▶ TASK DESCRIPTION
Every entry in the listing below is to be output unchanged.

▶ SOURCE MATERIAL

________________________________________

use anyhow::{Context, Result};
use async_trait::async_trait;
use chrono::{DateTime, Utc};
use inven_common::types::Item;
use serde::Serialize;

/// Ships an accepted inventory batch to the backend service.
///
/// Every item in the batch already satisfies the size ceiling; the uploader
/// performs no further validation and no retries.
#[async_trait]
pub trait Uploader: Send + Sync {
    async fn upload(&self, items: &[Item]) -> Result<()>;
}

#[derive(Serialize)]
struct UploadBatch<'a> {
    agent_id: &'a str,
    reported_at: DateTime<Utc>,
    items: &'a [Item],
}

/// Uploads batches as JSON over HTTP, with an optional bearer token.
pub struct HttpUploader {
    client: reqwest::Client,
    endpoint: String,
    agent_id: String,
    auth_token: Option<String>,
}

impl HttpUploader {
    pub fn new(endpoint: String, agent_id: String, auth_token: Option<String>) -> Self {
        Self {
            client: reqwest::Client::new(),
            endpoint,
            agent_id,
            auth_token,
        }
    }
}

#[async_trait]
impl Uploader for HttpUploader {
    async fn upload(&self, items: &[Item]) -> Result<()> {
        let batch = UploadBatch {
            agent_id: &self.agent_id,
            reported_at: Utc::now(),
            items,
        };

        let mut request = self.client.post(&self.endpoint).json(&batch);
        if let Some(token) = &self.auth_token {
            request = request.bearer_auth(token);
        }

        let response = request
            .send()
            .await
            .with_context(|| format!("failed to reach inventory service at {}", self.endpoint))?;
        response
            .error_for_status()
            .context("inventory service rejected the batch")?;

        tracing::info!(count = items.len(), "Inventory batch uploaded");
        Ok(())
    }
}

________________________________________

▶ WRITTEN SOLUTION
use anyhow::{Context, Result};
use async_trait::async_trait;
use chrono::{DateTime, Utc};
use inven_common::types::Item;
use serde::Serialize;

/// Ships an accepted inventory batch to the backend service.
///
/// Every item in the batch already satisfies the size ceiling; the uploader
/// performs no further validation and no retries.
#[async_trait]
pub trait Uploader: Send + Sync {
    async fn upload(&self, items: &[Item]) -> Result<()>;
}

#[derive(Serialize)]
struct UploadBatch<'a> {
    agent_id: &'a str,
    reported_at: DateTime<Utc>,
    items: &'a [Item],
}

/// Uploads batches as JSON over HTTP, with an optional bearer token.
pub struct HttpUploader {
    client: reqwest::Client,
    endpoint: String,
    agent_id: String,
    auth_token: Option<String>,
}

impl HttpUploader {
    pub fn new(endpoint: String, agent_id: String, auth_token: Option<String>) -> Self {
        Self {
            client: reqwest::Client::new(),
            endpoint,
            agent_id,
            auth_token,
        }
    }
}

#[async_trait]
impl Uploader for HttpUploader {
    async fn upload(&self, items: &[Item]) -> Result<()> {
        let batch = UploadBatch {
            agent_id: &self.agent_id,
            reported_at: Utc::now(),
            items,
        };

        let mut request = self.client.post(&self.endpoint).json(&batch);
        if let Some(token) = &self.auth_token {
            request = request.bearer_auth(token);
        }

        let response = request
            .send()
            .await
            .with_context(|| format!("failed to reach inventory service at {}", self.endpoint))?;
        response
            .error_for_status()
            .context("inventory service rejected the batch")?;

        tracing::info!(count = items.len(), "Inventory batch uploaded");
        Ok(())
    }
}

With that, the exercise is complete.